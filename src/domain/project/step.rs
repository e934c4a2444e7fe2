//! Project Context - 写作步骤

use serde::{Deserialize, Serialize};

use super::ProjectError;

/// 写作步骤（1..=6）
///
/// 不变量:
/// - 编号连续，Characters 为 1，Draft 为 6
#[derive(Debug, Clone, Copy, PartialEq, Eq, PartialOrd, Ord, Hash, Serialize, Deserialize)]
#[serde(rename_all = "snake_case")]
pub enum WritingStep {
    Characters,
    Plot,
    Synopsis,
    Chapters,
    Episodes,
    Draft,
}

impl WritingStep {
    pub const ALL: [WritingStep; 6] = [
        WritingStep::Characters,
        WritingStep::Plot,
        WritingStep::Synopsis,
        WritingStep::Chapters,
        WritingStep::Episodes,
        WritingStep::Draft,
    ];

    pub fn number(&self) -> u8 {
        match self {
            WritingStep::Characters => 1,
            WritingStep::Plot => 2,
            WritingStep::Synopsis => 3,
            WritingStep::Chapters => 4,
            WritingStep::Episodes => 5,
            WritingStep::Draft => 6,
        }
    }

    pub fn from_number(number: i64) -> Result<Self, ProjectError> {
        Self::ALL
            .iter()
            .copied()
            .find(|step| i64::from(step.number()) == number)
            .ok_or(ProjectError::InvalidStep(number))
    }

    pub fn as_str(&self) -> &'static str {
        match self {
            WritingStep::Characters => "characters",
            WritingStep::Plot => "plot",
            WritingStep::Synopsis => "synopsis",
            WritingStep::Chapters => "chapters",
            WritingStep::Episodes => "episodes",
            WritingStep::Draft => "draft",
        }
    }

    /// 下一步，Draft 之后为 None
    pub fn next(&self) -> Option<Self> {
        Self::from_number(i64::from(self.number()) + 1).ok()
    }

    pub fn is_last(&self) -> bool {
        matches!(self, WritingStep::Draft)
    }
}

impl Default for WritingStep {
    fn default() -> Self {
        WritingStep::Characters
    }
}

#[cfg(test)]
mod tests {
    use super::*;

    #[test]
    fn test_step_numbers_are_contiguous() {
        for (i, step) in WritingStep::ALL.iter().enumerate() {
            assert_eq!(step.number() as usize, i + 1);
            assert_eq!(WritingStep::from_number(i as i64 + 1).unwrap(), *step);
        }
    }

    #[test]
    fn test_step_out_of_range() {
        assert!(WritingStep::from_number(0).is_err());
        assert!(WritingStep::from_number(7).is_err());
    }

    #[test]
    fn test_next_step() {
        assert_eq!(WritingStep::Characters.next(), Some(WritingStep::Plot));
        assert_eq!(WritingStep::Episodes.next(), Some(WritingStep::Draft));
        assert_eq!(WritingStep::Draft.next(), None);
        assert!(WritingStep::Draft.is_last());
    }
}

------

Your answer should be each line of the data that contains the word "Draft", copied as it stands.

RESULT BELOW:
/// - 编号连续，Characters 为 1，Draft 为 6
    Draft,
        WritingStep::Draft,
            WritingStep::Draft => 6,
            WritingStep::Draft => "draft",
    /// 下一步，Draft 之后为 None
        matches!(self, WritingStep::Draft)
        assert_eq!(WritingStep::Episodes.next(), Some(WritingStep::Draft));
        assert_eq!(WritingStep::Draft.next(), None);
        assert!(WritingStep::Draft.is_last());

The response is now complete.